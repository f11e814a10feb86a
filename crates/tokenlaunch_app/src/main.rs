use anyhow::{Context, Result};
use tracing::info;

use tokenlaunch_app::{TOKEN_NAME, report_failure, run};
use tokenlaunch_chain::{ChainConnection, ConfiguredAccounts, EtherscanVerifier, EvmDeployer};
use tokenlaunch_core::{LaunchConfig, logging};

/// Collaborators wired from the project configuration.
struct Pipeline {
    accounts: ConfiguredAccounts,
    deployer: EvmDeployer,
    verifier: EtherscanVerifier,
}

async fn setup() -> Result<Pipeline> {
    let root = std::env::current_dir().context("Failed to read the working directory")?;
    let config = LaunchConfig::load(&root)?;
    let network = config.active_network()?;
    info!(network = %network.network, chain_id = network.chain_id, "loaded configuration");

    let connection = ChainConnection::connect(network)?;
    connection.check_chain_id().await?;

    let verifier = EtherscanVerifier::new(
        network,
        config.paths.artifacts_dir(),
        TOKEN_NAME,
        config.compilers.clone(),
    );
    let deployer = EvmDeployer::new(connection.clone(), &config.paths);
    let accounts = ConfiguredAccounts::new(connection, config.named_accounts.clone());

    Ok(Pipeline {
        accounts,
        deployer,
        verifier,
    })
}

#[tokio::main]
async fn main() {
    dotenvy::dotenv().ok();

    let guard = match logging::init_logging() {
        Ok(guard) => Some(guard),
        Err(e) => {
            eprintln!("File logging unavailable: {e:#}");
            logging::init_console_logging().ok();
            None
        }
    };

    let code = match setup().await {
        Ok(pipeline) => run(&pipeline.accounts, &pipeline.deployer, &pipeline.verifier).await,
        Err(err) => {
            report_failure(&err);
            1
        }
    };

    drop(guard);
    std::process::exit(code);
}
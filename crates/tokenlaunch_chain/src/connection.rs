use std::str::FromStr;

use alloy::network::EthereumWallet;
use alloy::providers::{DynProvider, Provider, ProviderBuilder};
use alloy::signers::local::{LocalSignerError, PrivateKeySigner};
use thiserror::Error;
use tokenlaunch_core::{Categorized, ErrorCategory, NetworkConfig};
use tracing::{debug, info};

#[derive(Debug, Error)]
pub enum ConnectError {
    #[error("No RPC URL configured for {0}")]
    MissingUrl(String),

    #[error("Invalid RPC URL {url}: {reason}")]
    InvalidUrl { url: String, reason: String },

    #[error("Account #{index} is not a valid private key: {source}")]
    InvalidKey {
        index: usize,
        #[source]
        source: LocalSignerError,
    },

    #[error("RPC request failed: {0}")]
    Rpc(String),

    #[error("Chain ID mismatch: configured {expected}, node reports {actual}")]
    ChainIdMismatch { expected: u64, actual: u64 },
}

impl Categorized for ConnectError {
    fn category(&self) -> ErrorCategory {
        match self {
            Self::Rpc(_) => ErrorCategory::Network,
            _ => ErrorCategory::Config,
        }
    }
}

/// An HTTP JSON-RPC connection to the selected network plus the local
/// signers configured for it.
///
/// Without configured keys the node is expected to sign for its own unlocked
/// accounts, as local development nodes do.
#[derive(Clone)]
pub struct ChainConnection {
    pub network: NetworkConfig,
    pub provider: DynProvider,
    pub signers: Vec<PrivateKeySigner>,
}

impl std::fmt::Debug for ChainConnection {
    fn fmt(&self, f: &mut std::fmt::Formatter<'_>) -> std::fmt::Result {
        f.debug_struct("ChainConnection")
            .field("network", &self.network)
            .field("signers", &self.signers.iter().map(|s| s.address()).collect::<Vec<_>>())
            .finish_non_exhaustive()
    }
}

/// Parse every configured private key, keeping their order.
pub fn parse_signers(keys: &[String]) -> Result<Vec<PrivateKeySigner>, ConnectError> {
    keys.iter()
        .enumerate()
        .map(|(index, key)| {
            PrivateKeySigner::from_str(key.trim())
                .map_err(|source| ConnectError::InvalidKey { index, source })
        })
        .collect()
}

impl ChainConnection {
    /// Build the provider for `network`. No request is made until the first call.
    pub fn connect(network: &NetworkConfig) -> Result<Self, ConnectError> {
        let url = network
            .url
            .as_deref()
            .ok_or_else(|| ConnectError::MissingUrl(network.network.name().to_string()))?;
        let rpc_url = url
            .parse::<reqwest::Url>()
            .map_err(|e| ConnectError::InvalidUrl {
                url: url.to_string(),
                reason: e.to_string(),
            })?;

        let signers = parse_signers(&network.accounts)?;
        let provider = match signers.split_first() {
            Some((first, rest)) => {
                let mut wallet = EthereumWallet::from(first.clone());
                for signer in rest {
                    wallet.register_signer(signer.clone());
                }
                ProviderBuilder::new()
                    .wallet(wallet)
                    .connect_http(rpc_url)
                    .erased()
            }
            None => {
                debug!(network = network.network.name(), "no local keys, using node accounts");
                ProviderBuilder::new().connect_http(rpc_url).erased()
            }
        };

        info!(network = network.network.name(), url = %url, signers = signers.len(), "connected");
        Ok(Self {
            network: network.clone(),
            provider,
            signers,
        })
    }

    /// Confirm the node serves the chain the configuration expects.
    pub async fn check_chain_id(&self) -> Result<u64, ConnectError> {
        let actual = self
            .provider
            .get_chain_id()
            .await
            .map_err(|e| ConnectError::Rpc(e.to_string()))?;
        if actual != self.network.chain_id {
            return Err(ConnectError::ChainIdMismatch {
                expected: self.network.chain_id,
                actual,
            });
        }
        Ok(actual)
    }
}
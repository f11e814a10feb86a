use std::path::{Path, PathBuf};

use alloy::json_abi::JsonAbi;
use alloy::primitives::{Address, Bytes, TxHash};
use chrono::{DateTime, Utc};
use serde::{Deserialize, Serialize};
use thiserror::Error;
use tokenlaunch_core::Network;
use tracing::{debug, info};

#[derive(Debug, Error)]
pub enum StoreError {
    #[error("Failed to access {}: {source}", path.display())]
    Io {
        path: PathBuf,
        #[source]
        source: std::io::Error,
    },

    #[error("Malformed deployment record {}: {source}", path.display())]
    Malformed {
        path: PathBuf,
        #[source]
        source: serde_json::Error,
    },
}

/// What was deployed where, persisted per network so later runs can reuse it.
#[derive(Debug, Clone, Serialize, Deserialize)]
#[serde(rename_all = "camelCase")]
pub struct DeploymentRecord {
    pub address: Address,
    pub abi: JsonAbi,
    pub bytecode: Bytes,
    pub args: Vec<String>,
    pub transaction_hash: Option<TxHash>,
    pub block_number: Option<u64>,
    pub gas_used: Option<u64>,
    pub chain_id: u64,
    pub deployed_at: DateTime<Utc>,
}

impl DeploymentRecord {
    /// Whether this record was produced from the same creation code and
    /// constructor arguments.
    pub fn matches(&self, bytecode: &Bytes, args: &[String]) -> bool {
        &self.bytecode == bytecode && self.args == args
    }
}

/// Deployment records for one network: `deployments/<network>/<Contract>.json`.
#[derive(Debug, Clone)]
pub struct DeploymentStore {
    dir: PathBuf,
    chain_id: u64,
}

impl DeploymentStore {
    pub fn new(deployments_root: &Path, network: Network, chain_id: u64) -> Self {
        Self {
            dir: deployments_root.join(network.name()),
            chain_id,
        }
    }

    pub fn dir(&self) -> &Path {
        &self.dir
    }

    fn record_path(&self, name: &str) -> PathBuf {
        self.dir.join(format!("{name}.json"))
    }

    /// Load the record for `name`. Returns `None` if nothing was saved yet.
    pub fn load(&self, name: &str) -> Result<Option<DeploymentRecord>, StoreError> {
        let path = self.record_path(name);
        if !path.exists() {
            debug!(path = %path.display(), "no deployment record");
            return Ok(None);
        }
        let json = std::fs::read_to_string(&path).map_err(|source| StoreError::Io {
            path: path.clone(),
            source,
        })?;
        let record = serde_json::from_str(&json)
            .map_err(|source| StoreError::Malformed { path, source })?;
        Ok(Some(record))
    }

    /// Persist the record for `name`, creating the network directory and its
    /// `.chainId` marker on first use.
    pub fn save(&self, name: &str, record: &DeploymentRecord) -> Result<(), StoreError> {
        std::fs::create_dir_all(&self.dir).map_err(|source| StoreError::Io {
            path: self.dir.clone(),
            source,
        })?;

        let marker = self.dir.join(".chainId");
        if !marker.exists() {
            std::fs::write(&marker, self.chain_id.to_string()).map_err(|source| {
                StoreError::Io {
                    path: marker.clone(),
                    source,
                }
            })?;
        }

        let path = self.record_path(name);
        let json = serde_json::to_string_pretty(record).map_err(|source| StoreError::Malformed {
            path: path.clone(),
            source,
        })?;
        std::fs::write(&path, json).map_err(|source| StoreError::Io {
            path: path.clone(),
            source,
        })?;

        info!(path = %path.display(), address = %record.address, "deployment record saved");
        Ok(())
    }

    /// Names of all contracts with a saved record, sorted.
    pub fn list(&self) -> Result<Vec<String>, StoreError> {
        if !self.dir.exists() {
            return Ok(Vec::new());
        }
        let entries = std::fs::read_dir(&self.dir).map_err(|source| StoreError::Io {
            path: self.dir.clone(),
            source,
        })?;
        let mut names: Vec<String> = entries
            .filter_map(|e| e.ok())
            .filter_map(|e| {
                let path = e.path();
                if path.extension().and_then(|x| x.to_str()) != Some("json") {
                    return None;
                }
                path.file_stem().and_then(|s| s.to_str()).map(String::from)
            })
            .collect();
        names.sort();
        Ok(names)
    }
}
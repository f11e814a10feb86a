use std::path::{Path, PathBuf};

use alloy::json_abi::JsonAbi;
use alloy::primitives::{Bytes, hex};
use serde::{Deserialize, Serialize};
use thiserror::Error;

/// Errors raised while locating or reading compiled contract artifacts.
#[derive(Debug, Error)]
pub enum ArtifactError {
    #[error("No artifact named {name} under {}", dir.display())]
    NotFound { name: String, dir: PathBuf },

    #[error("Artifact name {name} is ambiguous, use a fully qualified name: {}", candidates.join(", "))]
    Ambiguous {
        name: String,
        candidates: Vec<String>,
    },

    #[error("Failed to read {}: {source}", path.display())]
    Io {
        path: PathBuf,
        #[source]
        source: std::io::Error,
    },

    #[error("Malformed artifact {}: {source}", path.display())]
    Malformed {
        path: PathBuf,
        #[source]
        source: serde_json::Error,
    },

    #[error("{0} has no bytecode (abstract contract or interface?)")]
    EmptyBytecode(String),

    #[error("{0} has unlinked library references")]
    Unlinked(String),

    #[error("{name} bytecode is not valid hex: {source}")]
    InvalidBytecode {
        name: String,
        #[source]
        source: hex::FromHexError,
    },
}

/// A compiled contract as written by the Solidity build:
/// `artifacts/<sourceName>/<contractName>.json`.
#[derive(Debug, Clone, Serialize, Deserialize)]
#[serde(rename_all = "camelCase")]
pub struct ContractArtifact {
    pub contract_name: String,
    pub source_name: String,
    pub abi: JsonAbi,
    pub bytecode: String,
    #[serde(skip)]
    pub path: PathBuf,
}

/// Compiler input and version recorded for a build, used for verification.
#[derive(Debug, Clone, Serialize, Deserialize)]
#[serde(rename_all = "camelCase")]
pub struct BuildInfo {
    pub solc_long_version: String,
    pub input: serde_json::Value,
}

#[derive(Debug, Deserialize)]
#[serde(rename_all = "camelCase")]
struct DebugFile {
    build_info: PathBuf,
}

fn read_json<T: for<'de> Deserialize<'de>>(path: &Path) -> Result<T, ArtifactError> {
    let content = std::fs::read_to_string(path).map_err(|source| ArtifactError::Io {
        path: path.to_path_buf(),
        source,
    })?;
    serde_json::from_str(&content).map_err(|source| ArtifactError::Malformed {
        path: path.to_path_buf(),
        source,
    })
}

/// Collect every `<name>.json` artifact (excluding `.dbg.json`) below `dir`.
fn find_artifacts(dir: &Path, file_name: &str, found: &mut Vec<PathBuf>) -> Result<(), ArtifactError> {
    let entries = std::fs::read_dir(dir).map_err(|source| ArtifactError::Io {
        path: dir.to_path_buf(),
        source,
    })?;
    for entry in entries {
        let entry = entry.map_err(|source| ArtifactError::Io {
            path: dir.to_path_buf(),
            source,
        })?;
        let path = entry.path();
        if path.is_dir() {
            find_artifacts(&path, file_name, found)?;
        } else if path.file_name().and_then(|n| n.to_str()) == Some(file_name) {
            found.push(path);
        }
    }
    Ok(())
}

impl ContractArtifact {
    /// Load an artifact by contract name (`ERC20Token`) or fully qualified
    /// name (`contracts/ERC20Token.sol:ERC20Token`).
    pub fn load(artifacts_dir: &Path, name: &str) -> Result<Self, ArtifactError> {
        let path = match name.split_once(':') {
            Some((source, contract)) => {
                let path = artifacts_dir.join(source).join(format!("{contract}.json"));
                if !path.exists() {
                    return Err(ArtifactError::NotFound {
                        name: name.to_string(),
                        dir: artifacts_dir.to_path_buf(),
                    });
                }
                path
            }
            None => Self::locate(artifacts_dir, name)?,
        };

        let mut artifact: Self = read_json(&path)?;
        artifact.path = path;
        Ok(artifact)
    }

    fn locate(artifacts_dir: &Path, name: &str) -> Result<PathBuf, ArtifactError> {
        let search_root = artifacts_dir.join("contracts");
        let not_found = || ArtifactError::NotFound {
            name: name.to_string(),
            dir: artifacts_dir.to_path_buf(),
        };
        if !search_root.is_dir() {
            return Err(not_found());
        }

        let mut found = Vec::new();
        find_artifacts(&search_root, &format!("{name}.json"), &mut found)?;
        match found.len() {
            0 => Err(not_found()),
            1 => Ok(found.remove(0)),
            _ => {
                let mut candidates: Vec<String> = found
                    .iter()
                    .filter_map(|p| p.strip_prefix(artifacts_dir).ok())
                    .filter_map(|p| p.parent())
                    .map(|source| format!("{}:{name}", source.display()))
                    .collect();
                candidates.sort();
                Err(ArtifactError::Ambiguous {
                    name: name.to_string(),
                    candidates,
                })
            }
        }
    }

    /// `contracts/ERC20Token.sol:ERC20Token`, the form explorers expect.
    pub fn fully_qualified_name(&self) -> String {
        format!("{}:{}", self.source_name, self.contract_name)
    }

    /// Decoded creation bytecode.
    pub fn bytecode(&self) -> Result<Bytes, ArtifactError> {
        let raw = self.bytecode.trim();
        if raw.contains("__$") {
            return Err(ArtifactError::Unlinked(self.contract_name.clone()));
        }
        let decoded = hex::decode(raw).map_err(|source| ArtifactError::InvalidBytecode {
            name: self.contract_name.clone(),
            source,
        })?;
        if decoded.is_empty() {
            return Err(ArtifactError::EmptyBytecode(self.contract_name.clone()));
        }
        Ok(Bytes::from(decoded))
    }

    /// Build info referenced by the sibling `<name>.dbg.json` file.
    pub fn build_info(&self) -> Result<BuildInfo, ArtifactError> {
        let dir = self.path.parent().unwrap_or_else(|| Path::new("."));
        let dbg_path = dir.join(format!("{}.dbg.json", self.contract_name));
        let dbg: DebugFile = read_json(&dbg_path)?;
        read_json(&dir.join(dbg.build_info))
    }
}


#[cfg(test)]
mod tests {
    use super::test_support::*;
    use super::*;

    #[test]
    fn load_by_contract_name() {
        let tmp = tempfile::tempdir().unwrap();
        write_erc20_artifacts(tmp.path());

        let artifact = ContractArtifact::load(tmp.path(), "ERC20Token").unwrap();
        assert_eq!(artifact.contract_name, "ERC20Token");
        assert_eq!(
            artifact.fully_qualified_name(),
            "contracts/ERC20Token.sol:ERC20Token"
        );
        assert!(artifact.abi.constructor.is_some());
        assert_eq!(artifact.bytecode().unwrap().len(), 18);
    }

    #[test]
    fn load_by_fully_qualified_name() {
        let tmp = tempfile::tempdir().unwrap();
        write_erc20_artifacts(tmp.path());

        let artifact =
            ContractArtifact::load(tmp.path(), "contracts/ERC20Token.sol:ERC20Token").unwrap();
        assert_eq!(artifact.source_name, "contracts/ERC20Token.sol");
    }

    #[test]
    fn missing_artifact_is_not_found() {
        let tmp = tempfile::tempdir().unwrap();
        write_erc20_artifacts(tmp.path());

        let err = ContractArtifact::load(tmp.path(), "Missing").unwrap_err();
        assert!(matches!(err, ArtifactError::NotFound { .. }));

        let empty = tempfile::tempdir().unwrap();
        let err = ContractArtifact::load(empty.path(), "ERC20Token").unwrap_err();
        assert!(matches!(err, ArtifactError::NotFound { .. }));
    }

    #[test]
    fn duplicate_names_are_ambiguous() {
        let tmp = tempfile::tempdir().unwrap();
        write_erc20_artifacts(tmp.path());
        let other = tmp.path().join("contracts").join("mocks").join("ERC20Token.sol");
        std::fs::create_dir_all(&other).unwrap();
        std::fs::copy(
            tmp.path().join("contracts/ERC20Token.sol/ERC20Token.json"),
            other.join("ERC20Token.json"),
        )
        .unwrap();

        match ContractArtifact::load(tmp.path(), "ERC20Token").unwrap_err() {
            ArtifactError::Ambiguous { candidates, .. } => assert_eq!(candidates.len(), 2),
            other => panic!("expected ambiguity, got {other}"),
        }
    }

    #[test]
    fn build_info_is_resolved_through_dbg_file() {
        let tmp = tempfile::tempdir().unwrap();
        write_erc20_artifacts(tmp.path());

        let artifact = ContractArtifact::load(tmp.path(), "ERC20Token").unwrap();
        let info = artifact.build_info().unwrap();
        assert_eq!(info.solc_long_version, "0.8.22+commit.4fc1097e");
        assert_eq!(info.input["language"], "Solidity");
    }

    #[test]
    fn bytecode_rejects_empty_and_unlinked() {
        let tmp = tempfile::tempdir().unwrap();
        write_erc20_artifacts(tmp.path());
        let mut artifact = ContractArtifact::load(tmp.path(), "ERC20Token").unwrap();

        artifact.bytecode = "0x".into();
        assert!(matches!(artifact.bytecode(), Err(ArtifactError::EmptyBytecode(_))));

        artifact.bytecode = "0x6080__$a1b2c3$__6080".into();
        assert!(matches!(artifact.bytecode(), Err(ArtifactError::Unlinked(_))));

        artifact.bytecode = "0xzz".into();
        assert!(matches!(
            artifact.bytecode(),
            Err(ArtifactError::InvalidBytecode { .. })
        ));
    }

    #[test]
    fn malformed_artifact_reports_path() {
        let tmp = tempfile::tempdir().unwrap();
        let dir = tmp.path().join("contracts").join("Broken.sol");
        std::fs::create_dir_all(&dir).unwrap();
        std::fs::write(dir.join("Broken.json"), "{ not json").unwrap();

        let err = ContractArtifact::load(tmp.path(), "Broken").unwrap_err();
        assert!(matches!(err, ArtifactError::Malformed { .. }));
        assert!(err.to_string().contains("Broken.json"));
    }
}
========================
■ WHAT THE TASK REQUIRES: Return each line of the listing that holds the word "erased".

■ SOLUTION:
                    .erased()
                ProviderBuilder::new().connect_http(rpc_url).erased()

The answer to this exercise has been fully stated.